Re: [PATCH v2 2/7] core.fsyncmethod: batched disk flushes for loose-objects

[Date Prev][Date Next][Thread Prev][Thread Next][Date Index][Thread Index]

 



On Mon, Mar 21 2022, Neeraj Singh wrote:

> On Mon, Mar 21, 2022 at 1:37 PM Ævar Arnfjörð Bjarmason
> <avarab@xxxxxxxxx> wrote:
>>
>>
>> On Mon, Mar 21 2022, Neeraj Singh wrote:
>>
>> [Don't have time for a full reply, sorry, just something quick]
>>
>> > On Mon, Mar 21, 2022 at 9:52 AM Ævar Arnfjörð Bjarmason
>> > [...]
>> >> So, my question is still why the temporary object dir migration part of
>> >> this is needed.
>> >>
>> >> We are writing N loose object files, and we write those to temporary
>> >> names already.
>> >>
>> >> AFAIKT we could do all of this by doing the same
>> >> tmp/rename/sync_file_range dance on the main object store.
>> >>
>> >
>> > Why not the main object store? We want to maintain the invariant that any
>> > name in the main object store refers to a file that durably has the
>> > correct contents.
>> > If we do sync_file_range and then rename, and then crash, we now have a file
>> > in the main object store with some SHA name, whose contents may or may not
>> > match the SHA.  However, if we ensure an fsync happens before the rename,
>> > a crash at any point will leave us either with no file in the main
>> > object store or
>> > with a file that is durable on the disk.
>>
>> Ah, I see.
>>
>> Why does that matter?

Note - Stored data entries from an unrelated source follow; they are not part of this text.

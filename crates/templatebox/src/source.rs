//! Source descriptions for template sets.
//!
//! A set is either file-backed ([`FileSet`]) or built from literal strings
//! ([`LiteralSet`]). Both are ordered: the first source is the layout and
//! every later source fills in the blocks declared before it.

use std::path::{Path, PathBuf};

use crate::functions::FuncMap;

/// An ordered list of template files plus optional per-set functions.
///
/// Paths are relative to the registry's root directory unless the root is
/// empty, in which case they are used as given. The base name of the first
/// path becomes the set's root name.
///
/// Files after the first can also be referenced by base name from any file of
/// the set, e.g. `{% include "nav.html" %}`; the reference sees the file as
/// written, outside the layout chain.
///
/// ```rust
/// use templatebox::FileSet;
///
/// let set = FileSet::new(["layout.html", "pages/home.html"]);
/// assert_eq!(set.root_name(), Some("layout.html".to_string()));
/// ```
#[derive(Debug, Clone, Default)]
pub struct FileSet {
    pub files: Vec<PathBuf>,
    pub funcs: Option<FuncMap>,
}

impl FileSet {
    /// Creates a set from the given paths with no per-set functions.
    pub fn new<I, P>(files: I) -> Self
    where
        I: IntoIterator<Item = P>,
        P: Into<PathBuf>,
    {
        Self {
            files: files.into_iter().map(Into::into).collect(),
            funcs: None,
        }
    }

    /// Attaches per-set functions.
    pub fn with_funcs(mut self, funcs: FuncMap) -> Self {
        self.funcs = Some(funcs);
        self
    }

    /// Appends a file.
    pub fn file(mut self, path: impl Into<PathBuf>) -> Self {
        self.files.push(path.into());
        self
    }

    /// Base name of the first file, used as the root name of the compiled set.
    pub fn root_name(&self) -> Option<String> {
        self.files.first().map(|path| base_name(path))
    }

    pub fn is_empty(&self) -> bool {
        self.files.is_empty()
    }
}

/// An ordered list of template source strings plus optional per-set functions.
///
/// ```rust
/// use templatebox::LiteralSet;
///
/// let set = LiteralSet::new([
///     "<main>{% block content %}{% endblock %}</main>",
///     "{% block content %}hello{% endblock %}",
/// ]);
/// assert_eq!(set.sources.len(), 2);
/// ```
#[derive(Debug, Clone, Default)]
pub struct LiteralSet {
    pub sources: Vec<String>,
    pub funcs: Option<FuncMap>,
}

impl LiteralSet {
    /// Creates a set from the given source strings with no per-set functions.
    pub fn new<I, S>(sources: I) -> Self
    where
        I: IntoIterator<Item = S>,
        S: Into<String>,
    {
        Self {
            sources: sources.into_iter().map(Into::into).collect(),
            funcs: None,
        }
    }

    /// Attaches per-set functions.
    pub fn with_funcs(mut self, funcs: FuncMap) -> Self {
        self.funcs = Some(funcs);
        self
    }

    /// Appends a source string.
    pub fn source(mut self, source: impl Into<String>) -> Self {
        self.sources.push(source.into());
        self
    }

    pub fn is_empty(&self) -> bool {
        self.sources.is_empty()
    }
}

/// Final path component as a string; the whole path if there is none.
pub(crate) fn base_name(path: &Path) -> String {
    path.file_name()
        .map(|name| name.to_string_lossy().into_owned())
        .unwrap_or_else(|| path.to_string_lossy().into_owned())
}

#[cfg(test)]
mod tests {
    use super::*;

    #[test]
    fn test_file_set_root_name() {
        let set = FileSet::new(["pages/a.html", "layout.html"]);
        assert_eq!(set.root_name(), Some("a.html".to_string()));
        assert_eq!(FileSet::default().root_name(), None);
    }

    #[test]
    fn test_file_set_builder() {
        let set = FileSet::default()
            .file("layout.html")
            .file("a.html")
            .with_funcs(FuncMap::new().with("up", |s: String| s.to_uppercase()));
        assert_eq!(set.files.len(), 2);
        assert!(!set.is_empty());
        assert!(set.funcs.is_some());
    }

    #[test]
    fn test_literal_set_builder() {
        let set = LiteralSet::default().source("a").source(String::from("b"));
        assert_eq!(set.sources, vec!["a", "b"]);
        assert!(LiteralSet::default().is_empty());
    }

    #[test]
    fn test_base_name() {
        assert_eq!(base_name(Path::new("a/b/c.html")), "c.html");
        assert_eq!(base_name(Path::new("c.html")), "c.html");
        assert_eq!(base_name(Path::new("..")), "..");
    }
}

If the "bulk" mode works as advertised we might
>> have such a corrupt loose or pack file, but we won't have anything
>> referring to it as far as reachability goes.
>>
>> I'm aware that the various code paths that handle OID writing don't deal
>> too well with it in practice to say the least, which one can try with
>> say:
>>
>>     $ echo foo | git hash-object -w --stdin
>>     45b983be36b73c0788dc9cbcb76cbb80fc7bb057
>>     $ echo | sudo tee .git/objects/45/b983be36b73c0788dc9cbcb76cbb80fc7bb057
>>
>> I.e. "fsck", "show" etc. will all scream bloddy murder, and re-running
>> that hash-object again even returns successful (we see it's there
>> already, and think it's OK).
>>
>
> I was under the impression that in-practice a corrupt loose-object can create
> persistent problems in the repo for future commands, since we might not
> aggressively verify that an existing file with a certain OID really is
> valid when
> adding a new instance of the data with the same OID.

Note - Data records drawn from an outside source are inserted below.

//! Error types for the template registry.
//!
//! Every public operation returns [`RegistryError`]. The registry never logs or
//! swallows an error; it always hands the cause back to the caller.

use std::io;
use std::path::PathBuf;

/// Errors produced while constructing a registry, registering sets, or rendering.
#[derive(Debug, thiserror::Error)]
pub enum RegistryError {
    /// An archive-backed registry was requested without an archive.
    #[error("archive cannot be absent")]
    MissingArchive,

    /// The root directory of a directory-backed registry does not exist.
    #[error("template directory {} does not exist", path.display())]
    DirectoryNotFound { path: PathBuf },

    /// The root directory could not be inspected.
    #[error("failed to stat template directory {}: {source}", path.display())]
    Stat {
        path: PathBuf,
        #[source]
        source: io::Error,
    },

    /// A set was registered with an empty source list.
    #[error("no sources provided for template set \"{name}\"")]
    NoSources { name: String },

    /// A template file could not be read from disk.
    #[error("failed to read template file {}: {source}", path.display())]
    Read {
        path: PathBuf,
        #[source]
        source: io::Error,
    },

    /// A template file is not present in the backing archive.
    #[error("template file {} not found in archive", path.display())]
    ArchiveEntryNotFound { path: PathBuf },

    /// A file of a file-backed set failed to parse.
    #[error("add template \"{name}\" failed: {file}: {source}")]
    Compile {
        name: String,
        file: String,
        #[source]
        source: minijinja::Error,
    },

    /// A literal source string failed to parse.
    #[error("failed to parse template \"{name}\" at index {index}: {source}\nTemplate content:\n{content}")]
    Parse {
        name: String,
        index: usize,
        content: String,
        #[source]
        source: minijinja::Error,
    },

    /// A set inside a batch registration failed. Sets registered earlier in
    /// the same batch stay registered.
    #[error("batch registration stopped at \"{name}\": {source}")]
    Batch {
        name: String,
        #[source]
        source: Box<RegistryError>,
    },

    /// Debug-mode recompilation before a render failed.
    #[error("rebuild of template \"{name}\" failed: {source}")]
    Rebuild {
        name: String,
        #[source]
        source: Box<RegistryError>,
    },

    /// Render was requested for a name that was never registered.
    #[error("template \"{name}\" not found")]
    NotFound { name: String },

    /// Executing a compiled set against the supplied data failed. Output
    /// written to the sink before the failure is left in place.
    #[error("render of template \"{name}\" failed: {source}")]
    Render {
        name: String,
        #[source]
        source: minijinja::Error,
    },
}

impl RegistryError {
    /// Returns the set name the error refers to, if any.
    pub fn template_name(&self) -> Option<&str> {
        match self {
            RegistryError::NoSources { name }
            | RegistryError::Compile { name, .. }
            | RegistryError::Parse { name, .. }
            | RegistryError::Batch { name, .. }
            | RegistryError::Rebuild { name, .. }
            | RegistryError::NotFound { name }
            | RegistryError::Render { name, .. } => Some(name),
            RegistryError::MissingArchive
            | RegistryError::DirectoryNotFound { .. }
            | RegistryError::Stat { .. }
            | RegistryError::Read { .. }
            | RegistryError::ArchiveEntryNotFound { .. } => None,
        }
    }

    /// Returns true for [`RegistryError::NotFound`].
    pub fn is_not_found(&self) -> bool {
        matches!(self, RegistryError::NotFound { .. })
    }
}

#[cfg(test)]
mod tests {
    use super::*;
    use std::error::Error;

    #[test]
    fn test_error_display_not_found() {
        let err = RegistryError::NotFound {
            name: "missing".to_string(),
        };
        assert_eq!(err.to_string(), "template \"missing\" not found");
        assert!(err.is_not_found());
    }

    #[test]
    fn test_error_display_no_sources() {
        let err = RegistryError::NoSources {
            name: "home".to_string(),
        };
        assert!(err.to_string().contains("no sources provided"));
        assert_eq!(err.template_name(), Some("home"));
    }

    #[test]
    fn test_error_display_parse_includes_content() {
        let source = minijinja::Error::new(minijinja::ErrorKind::SyntaxError, "unexpected end");
        let err = RegistryError::Parse {
            name: "t1".to_string(),
            index: 2,
            content: "{{ unclosed".to_string(),
            source,
        };
        let display = err.to_string();
        assert!(display.contains("\"t1\""));
        assert!(display.contains("index 2"));
        assert!(display.contains("{{ unclosed"));
    }

    #[test]
    fn test_stat_exposes_io_source() {
        let err = RegistryError::Stat {
            path: PathBuf::from("/tmp/x"),
            source: io::Error::new(io::ErrorKind::PermissionDenied, "denied"),
        };
        assert!(err.source().is_some());
        assert_eq!(err.template_name(), None);
    }

    #[test]
    fn test_rebuild_wraps_cause() {
        let err = RegistryError::Rebuild {
            name: "a".to_string(),
            source: Box::new(RegistryError::ArchiveEntryNotFound {
                path: PathBuf::from("a.html"),
            }),
        };
        let display = err.to_string();
        assert!(display.contains("rebuild"));
        assert!(display.contains("a.html"));
    }
}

Yes, it can. As the hash-object case shows we don't even check at all.

For "incoming push" we *will* notice, but will just uselessly error
out.

I actually had some patches a while ago to turn off our own home-grown
SHA-1 collision checking.

It had the nice side effect of making it easier to recover from loose
object corruption, since you could (re-)push the corrupted OID as a
PACK, we wouldn't check (and die) on the bad loose object, and since we
take a PACK over LOOSE we'd recover:
https://lore.kernel.org/git/20181028225023.26427-5-avarab@xxxxxxxxx/

> If you don't have an fsync barrier before producing the final
> content-addressable
> name, you can't reason about "this operation happened before that operation,"
> so it wouldn't really be valid to say that "we won't have anything
> referring to it as far
> as reachability goes."

That's correct, but we're discussing a feature that *does have* that
fsync barrier. So if we get an error while writing the loose objects
before the "cookie" fsync we'll presumably error out. That'll then be
followed by an fsync() of whatever makes the objects reachable.

> It's entirely possible that you'd have trees pointing to other trees
> or blobs that aren't
> valid, since data writes can be durable in any order. At this point,
> future attempts add
> the same blobs or trees might silently drop the updates.  I'm betting that's why
> core.fsyncObjectFiles was added in the first place, since someone
> observed severe
> persistent consequences for this form of corruption.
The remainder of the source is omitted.